The first time, I would’ve handed her a letter under false stars. Tonight, I give her my words under real ones. I think she is happier with that. That makes me happy too. My universal puzzle piece that could fit in any landscape is a natural part of this painting and, at once, the most striking color in it.

“What is it?” she asks, her head cocked to the side, her dark, smooth hair long enough to move with her.

“You’re beautiful,” I say.

She purses her lips, narrowing her eyes at me. “That’s my line.”

I bow dramatically, outreaching an arm with attempted elegance, as much as an oaf can have. Hikari laughs and plays along, allowing me a kiss to her knuckles.

“In whatever form you grace me, my Hamlet, you never fail to infatuate my heart.”

“So poetic tonight, Yorick,” she kids. “This isn’t you saying goodbye, is it?”

She’s joking. Teasing me. But the nervous end to that question isn’t helped by the silence that follows. Hikari looks at the box, then back at me, waiting expectantly for me to say something else, to give her the denial she wants to hear.

You wouldn’t be able to tell from the smile I wear for her, but even as I admire her words, her touch, her everything, every day, there is a reason I am trying to memorize them.

“You’ve healed, my Hamlet,” I say, my voice gone faint. “You’re ready to leave me now.”

“Hey.” Hikari puts the bag down, walking to me with concern knit on her brow. “I’ll come visit you. Every day. You know I will. Until you get better, I’ll be here–”

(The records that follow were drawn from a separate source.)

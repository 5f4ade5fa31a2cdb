//! Finds where a hand-drawn map sketch lies on the full map.

use crate::error::PatternError;
use crate::grid::{GridMap, Point, TileType};

const FLAVOR_TEXTS: [&str; 2] = [
    "You stopped and tried to mark your way on paper. You got a map like this:",
    "Unfortunately, you ran out of space on a piece of paper. There's nowhere to draw some of the places you have visited",
];

const EMOJI_TOKENS: [(char, char); 9] = [
    ('\u{1F532}', '?'),
    ('\u{2B1B}', 'X'),
    ('\u{2B1C}', '.'),
    ('\u{1F7E9}', 'U'),
    ('\u{1F7E6}', 'P'),
    ('\u{1F7EA}', 'M'),
    ('\u{1F7E5}', 'Z'),
    ('\u{1F7E7}', 'B'),
    ('\u{1F7E8}', 'N'),
];

const VARIATION_SELECTOR: char = '\u{FE0F}';

#[derive(Copy, Clone, Debug, PartialEq, Eq)]
pub enum PatternTile {
    Exact(TileType),
    /// Not drawn, matches anything
    Unknown,
    FountainOrTreasure,
    NotWall,
}

impl PatternTile {
    pub fn from_token(token: char) -> Option<Self> {
        match token.to_ascii_uppercase() {
            '?' => Some(PatternTile::Unknown),
            'U' => Some(PatternTile::FountainOrTreasure),
            'N' => Some(PatternTile::NotWall),
            other => TileType::from_token(other).map(PatternTile::Exact),
        }
    }

    pub fn matches(&self, tile: TileType) -> bool {
        match self {
            PatternTile::Exact(expected) => *expected == tile,
            PatternTile::Unknown => true,
            PatternTile::FountainOrTreasure => {
                matches!(tile, TileType::Fountain | TileType::Treasure)
            }
            PatternTile::NotWall => tile != TileType::Wall,
        }
    }
}

#[derive(Clone, Debug, PartialEq, Eq)]
pub struct Pattern {
    rows: Vec<Vec<PatternTile>>,
}

impl Pattern {
    /// Parses a sketch in map tokens or the game's emoji squares.
    ///
    /// The game's flavor sentences around a copied sketch are ignored.
    pub fn parse(text: &str) -> Result<Self, PatternError> {
        let mut text = text.to_string();
        for flavor in FLAVOR_TEXTS {
            text = text.replace(flavor, "");
        }

        let text: String = text
            .chars()
            .filter(|&c| c != VARIATION_SELECTOR)
            .map(|c| {
                EMOJI_TOKENS
                    .iter()
                    .find(|(emoji, _)| *emoji == c)
                    .map_or(c, |(_, token)| *token)
            })
            .collect();

        let mut rows = Vec::new();
        for (row, line) in text
            .trim_matches(|c| c == '\n' || c == '\r')
            .lines()
            .filter(|line| !line.is_empty())
            .enumerate()
        {
            let tiles = line
                .chars()
                .enumerate()
                .map(|(col, token)| {
                    PatternTile::from_token(token).ok_or(PatternError::UnknownToken {
                        token,
                        row,
                        col,
                    })
                })
                .collect::<Result<Vec<_>, _>>()?;
            rows.push(tiles);
        }

        let columns = rows.first().map_or(0, Vec::len);
        if let Some((row, tiles)) = rows
            .iter()
            .enumerate()
            .find(|(_, tiles)| tiles.len() != columns)
        {
            return Err(PatternError::Ragged {
                row,
                expected: columns,
                found: tiles.len(),
            });
        }

        if rows.len() < 3 || columns < 3 {
            return Err(PatternError::TooSmall {
                rows: rows.len(),
                columns,
            });
        }

        Ok(Self { rows })
    }

    pub fn rows(&self) -> usize {
        self.rows.len()
    }

    pub fn columns(&self) -> usize {
        self.rows.first().map_or(0, Vec::len)
    }

    fn matches_at(&self, grid: &GridMap, offset: Point) -> bool {
        self.rows.iter().enumerate().all(|(row, tiles)| {
            tiles.iter().enumerate().all(|(col, pattern)| {
                let point = Point {
                    row: offset.row + row,
                    col: offset.col + col,
                };
                grid.get(point).map_or(false, |tile| pattern.matches(tile))
            })
        })
    }
}

/// Every top-left offset at which the pattern matches, in row-major order
pub fn locate(grid: &GridMap, pattern: &Pattern) -> Result<Vec<Point>, PatternError> {
    let mut found = Vec::new();

    if pattern.rows() <= grid.rows() && pattern.columns() <= grid.columns() {
        for row in 0..=grid.rows() - pattern.rows() {
            for col in 0..=grid.columns() - pattern.columns() {
                let offset = Point { row, col };
                if pattern.matches_at(grid, offset) {
                    found.push(offset);
                }
            }
        }
    }

    if found.is_empty() {
        return Err(PatternError::NotFound);
    }
    Ok(found)
}

#[cfg(test)]
mod test {

    use super::*;
    use crate::util::parse_map;

    fn create_basic_map() -> GridMap {
        parse_map(
            "XXXXXX\n\
             XF.MBX\n\
             X.XX.X\n\
             XT.Z.X\n\
             XXXXXX\n",
        )
        .unwrap()
    }

    #[test]
    fn test_locate_exact_sketch() {
        let map = create_basic_map();
        let pattern = Pattern::parse("F.M\n.XX\nT.Z\n").unwrap();

        assert_eq!(locate(&map, &pattern), Ok(vec![Point { row: 1, col: 1 }]));
    }

    #[test]
    fn test_wildcards() {
        let map = create_basic_map();

        // '?' anywhere, 'U' fountain or treasure, 'N' no wall
        let pattern = Pattern::parse("?X?\nUNN\n???\n").unwrap();
        assert_eq!(
            locate(&map, &pattern),
            Ok(vec![Point { row: 0, col: 1 }, Point { row: 2, col: 1 }])
        );

        let everything = Pattern::parse("???\n???\n???\n").unwrap();
        assert_eq!(locate(&map, &everything).unwrap().len(), 3 * 4);
    }

    #[test]
    fn test_emoji_sketch_with_flavor_text() {
        let map = create_basic_map();
        let text = "You stopped and tried to mark your way on paper. You got a map like this:\n\
                    \u{1F7E9}\u{2B1C}\u{FE0F}\u{1F7EA}\n\
                    \u{2B1C}\u{FE0F}\u{2B1B}\u{FE0F}\u{2B1B}\u{FE0F}\n\
                    \u{1F7E9}\u{1F532}\u{1F7E5}\n\
                    Unfortunately, you ran out of space on a piece of paper. There's nowhere to draw some of the places you have visited";
        let pattern = Pattern::parse(text).unwrap();

        assert_eq!(pattern.rows(), 3);
        assert_eq!(pattern.columns(), 3);
        assert_eq!(locate(&map, &pattern), Ok(vec![Point { row: 1, col: 1 }]));
    }

    #[test]
    fn test_sketch_must_fit_the_map() {
        let map = create_basic_map();
        // matches the bottom rows only if the sketch could run past the edge
        let pattern = Pattern::parse("XXX\nXXX\n???\n").unwrap();
        assert_eq!(locate(&map, &pattern), Err(PatternError::NotFound));
    }

    #[test]
    fn test_invalid_patterns() {
        assert_eq!(
            Pattern::parse("F.\n.X\n"),
            Err(PatternError::TooSmall {
                rows: 2,
                columns: 2
            })
        );
        assert!(matches!(
            Pattern::parse("F.M\n.X\nT.Z\n"),
            Err(PatternError::Ragged {
                row: 1,
                expected: 3,
                found: 2
            })
        ));
        assert!(matches!(
            Pattern::parse("F.M\n.Q.\nT.Z\n"),
            Err(PatternError::UnknownToken {
                token: 'Q',
                row: 1,
                col: 1
            })
        ));
    }
}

“Do you remember that night at the shore?” I ask. “I said I had something to tell you about myself.”

Hikari blinks, after a moment, nodding with a broken rhythm, like she’s anxious for what will follow.

I grasp both her hands, trying to work up the courage to finally explain. “Ha–have you ever noticed that I am not quite the same as everyone else? That I have no parents or family to speak of or even a room of my own.”

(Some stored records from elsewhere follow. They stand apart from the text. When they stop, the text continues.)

use crate::error::GridError;
use crate::grid::{GridMap, TileType};

/// Parses a map written one row per line using the map tokens
/// (`X` wall, `.` path, `B` bonfire, `F` fountain, `T` treasure, `M` monster,
/// `P` famous place, `Z` boss). Empty lines are skipped.
pub fn parse_map(text: &str) -> Result<GridMap, GridError> {
    let mut cells = Vec::new();

    for (row, line) in text.lines().filter(|line| !line.is_empty()).enumerate() {
        let tiles = line
            .chars()
            .enumerate()
            .map(|(col, token)| {
                TileType::from_token(token).ok_or(GridError::UnknownToken { token, row, col })
            })
            .collect::<Result<Vec<_>, _>>()?;
        cells.push(tiles);
    }

    GridMap::new(cells)
}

Hikari looks confused. Though I’ve never told anyone but Sam, he wore the same expression. It’s like trying to force someone to question gravity. Their feet are on the ground and so it’s so difficult for them to look twice at something that feels so simple.

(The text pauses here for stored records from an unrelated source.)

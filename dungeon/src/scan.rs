//! Bounded reachability scan from a single tile.
//!
//! The scan walks depth-first in the four cardinal directions and branches at
//! every tile, so it reports every fountain and bonfire reachable within the
//! step budget, not only the nearest one. A tile may appear on many
//! independent walks but never twice on the same walk.

use std::collections::HashMap;
use std::iter;
use std::sync::atomic::{AtomicBool, Ordering};

use log::{trace, warn};
use serde::{Deserialize, Serialize};

use crate::error::RouteError;
use crate::grid::{DisabledSet, Direction, GridMap, Point, TileType};
use crate::settings::Weights;

/// How many branches are explored between two polls of the cancel flag
const CANCEL_POLL_INTERVAL: u64 = 1024;

/// Monsters and treasures tallied along a single walk
#[derive(Copy, Clone, Debug, Default, PartialEq, Eq, Hash, Serialize, Deserialize)]
pub struct Contents {
    pub monsters: u32,
    pub treasures: u32,
}

/// A resource node reachable from the scan origin
#[derive(Clone, Debug, PartialEq, Eq, Serialize, Deserialize)]
pub struct Connection {
    pub target: Point,
    /// Monster penalties along the path plus the weight of the target itself
    pub weight: u64,
    /// Walked positions from the origin to the target, both inclusive
    pub path: Vec<Point>,
    pub contents: Contents,
}

/// Caps a single scan, which is exponential in the step budget on open maps
#[derive(Copy, Clone, Debug, PartialEq, Eq, Serialize, Deserialize)]
#[serde(default)]
pub struct ScanLimits {
    pub max_branches: u64,
}

impl Default for ScanLimits {
    fn default() -> Self {
        Self {
            max_branches: 5_000_000,
        }
    }
}

/// One tile on the current walk
#[derive(Copy, Clone, Debug)]
struct Step {
    point: Point,
    cost: u64,
    contents: Contents,
    // index into Direction::ALL of the next branch to try
    next: usize,
}

#[derive(Clone, Debug)]
pub struct Scanner<'a> {
    grid: &'a GridMap,
    weights: Weights,
    disabled: &'a DisabledSet,
    limits: ScanLimits,
    cancel: Option<&'a AtomicBool>,
}

impl<'a> Scanner<'a> {
    pub fn new(grid: &'a GridMap, weights: Weights, disabled: &'a DisabledSet) -> Self {
        Self {
            grid,
            weights,
            disabled,
            limits: ScanLimits::default(),
            cancel: None,
        }
    }

    pub fn with_limits(mut self, limits: ScanLimits) -> Self {
        self.limits = limits;
        self
    }

    /// Polls the flag between branches and fails with [`RouteError::Cancelled`]
    /// once it is raised
    pub fn with_cancel(mut self, cancel: &'a AtomicBool) -> Self {
        self.cancel = Some(cancel);
        self
    }

    pub fn grid(&self) -> &'a GridMap {
        self.grid
    }

    /// Finds every fountain and bonfire reachable from `origin` within `budget` steps.
    ///
    /// The origin itself is never part of the result. Walks that reach the same
    /// target with the same contents are collapsed into the one with the fewest
    /// steps, the first one found winning ties; walks with different contents
    /// are all kept. An origin outside the map or on a wall reaches nothing.
    pub fn scan(&self, origin: Point, budget: u32) -> Result<Vec<Connection>, RouteError> {
        let mut found: Vec<Connection> = Vec::new();
        let mut best: HashMap<(Point, Contents), usize> = HashMap::new();

        match self.grid.get(origin) {
            None | Some(TileType::Wall) => return Ok(found),
            Some(_) => {}
        }

        let max_depth = usize::try_from(budget).unwrap_or(usize::MAX);
        let mut on_walk = self.grid.create_storage(false);
        let mut walk: Vec<Step> = Vec::new();
        let mut branches: u64 = 0;

        let (cost, contents) = self.account(origin, 0, Contents::default());
        *on_walk.get_mut(origin) = true;
        walk.push(Step {
            point: origin,
            cost,
            contents,
            next: 0,
        });

        loop {
            let depth = walk.len();
            let Some(top) = walk.last_mut() else {
                break;
            };

            // out of branches, or one more step would overdraw the budget
            if top.next == Direction::ALL.len() || depth > max_depth {
                *on_walk.get_mut(top.point) = false;
                walk.pop();
                continue;
            }

            let direction = Direction::ALL[top.next];
            top.next += 1;
            let Step {
                point,
                cost,
                contents,
                ..
            } = *top;

            let Some(next) = self.grid.step(point, direction) else {
                continue;
            };
            if on_walk.get(next) {
                continue;
            }
            let tile = match self.grid.get(next) {
                Some(TileType::Wall) | None => continue,
                Some(tile) => tile,
            };

            branches += 1;
            self.check_limits(branches, budget)?;

            let (cost, contents) = self.account(next, cost, contents);

            if matches!(tile, TileType::Fountain | TileType::Bonfire) && !self.disabled.contains(next)
            {
                let connection = Connection {
                    target: next,
                    weight: cost + self.weights.of(tile),
                    path: Vec::new(),
                    contents,
                };
                record(&mut found, &mut best, &walk, connection);
            }

            *on_walk.get_mut(next) = true;
            walk.push(Step {
                point: next,
                cost,
                contents,
                next: 0,
            });
        }

        trace!(
            "scan from {} with budget {}: {} connections, {} branches",
            origin,
            budget,
            found.len(),
            branches
        );

        Ok(found)
    }

    /// Adds the cost and content of entering `point`. Disabled tiles add nothing.
    fn account(&self, point: Point, cost: u64, mut contents: Contents) -> (u64, Contents) {
        if self.disabled.contains(point) {
            return (cost, contents);
        }
        match self.grid.get(point) {
            Some(TileType::Monster) => {
                contents.monsters += 1;
                (cost + self.weights.of(TileType::Monster), contents)
            }
            Some(TileType::Treasure) => {
                contents.treasures += 1;
                (cost, contents)
            }
            _ => (cost, contents),
        }
    }

    fn check_limits(&self, branches: u64, budget: u32) -> Result<(), RouteError> {
        if branches > self.limits.max_branches {
            warn!(
                "scan aborted after {} branches with a step budget of {}",
                branches, budget
            );
            return Err(RouteError::SearchAborted { branches, budget });
        }

        if branches % CANCEL_POLL_INTERVAL == 0 {
            if let Some(cancel) = self.cancel {
                if cancel.load(Ordering::Relaxed) {
                    warn!("scan cancelled after {} branches", branches);
                    return Err(RouteError::Cancelled);
                }
            }
        }

        Ok(())
    }
}

/// Keeps the walk to `connection.target` unless an equally valuable walk with
/// no more steps is already known
fn record(
    found: &mut Vec<Connection>,
    best: &mut HashMap<(Point, Contents), usize>,
    walk: &[Step],
    mut connection: Connection,
) {
    let steps = walk.len() + 1;
    let key = (connection.target, connection.contents);

    if let Some(&index) = best.get(&key) {
        if found[index].path.len() <= steps {
            return;
        }
    }

    connection.path = walk
        .iter()
        .map(|step| step.point)
        .chain(iter::once(connection.target))
        .collect();

    match best.get(&key) {
        Some(&index) => found[index] = connection,
        None => {
            best.insert(key, found.len());
            found.push(connection);
        }
    }
}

Hikari swallows, shaking her head. “You’re–you’re just–”

“I’m not sick,” I say. “I’m cursed in a sense, but it isn’t a curse you can break.”

“I don’t understand.”

“You’ve called me strange since you first saw me, remember?”

“Yeah,” Hikari says, stepping closer, nostalgia on her teeth. She runs her thumbs over my knuckles. “You’re my familiar stranger.”

“I’m familiar because we’ve met before, my love,” I say. “We met in a past life when you had the same yellow flares in your eyes and the same soul to pair it.”

“Sam, what are you saying?”

Hikari’s hair was once yellow. Not golden or flaxen, yellow. Like dandelions and lemons. The color crowded the darkness of her roots, framing her face with big, round glasses perched on her nose.

Sam’s eyes were once yellow, bright when he was happy, even brighter when he was sad. His voice was young and high, yet comfortable no matter the listener. He held himself like a character, a hero in a novel, a knight without a self-conscious bone in his body.

And together, across different planes of time, they are the reasons I am here.

“What if I told you a part of this place came to life?” I say. “What if its soul wanted to know why the strangers it cared for slipped through its fingers? What if it was so desperate for answers, that it created a body and decided to walk amongst the living in order to find them?”

“I don’t understand what you’re saying–”

“Everything has a soul, Hikari, even those without a name. And I never had a name until someone gave me theirs.”

“A part of this place…” Hikari frowns in her thinking, connecting lines she never saw could intersect before now. It only starts to make sense when she remembers that no one has ever described me. No one has ever claimed to see me in any way other than myself. No one has ever questioned me.

“Sam,” Hikari’s eyes go wide, pinned on mine as gravity comes undone. “You’re the hospital’s soul?”

I shake my head. “What you see as a hospital is this building and the people within it. I am more than that, I think. I am the soul of an unfulfilled wish. I am what arises to keep people afloat when it seems so comfortable to sink.”

I am not a woman or a man, a boy or a girl, a child or an adult. I am not of any race or origin. I am not fat or thin or tall or short or anything in between. Yet, at once, I am all those things. I am whatever you need me to be. Whatever face you give to the shadow whose name is hope.

“I was born in the middle of a war when there was more suffering than sense,” I tell her, remembering when this body was of conditional existence, and my true frame was inanimate.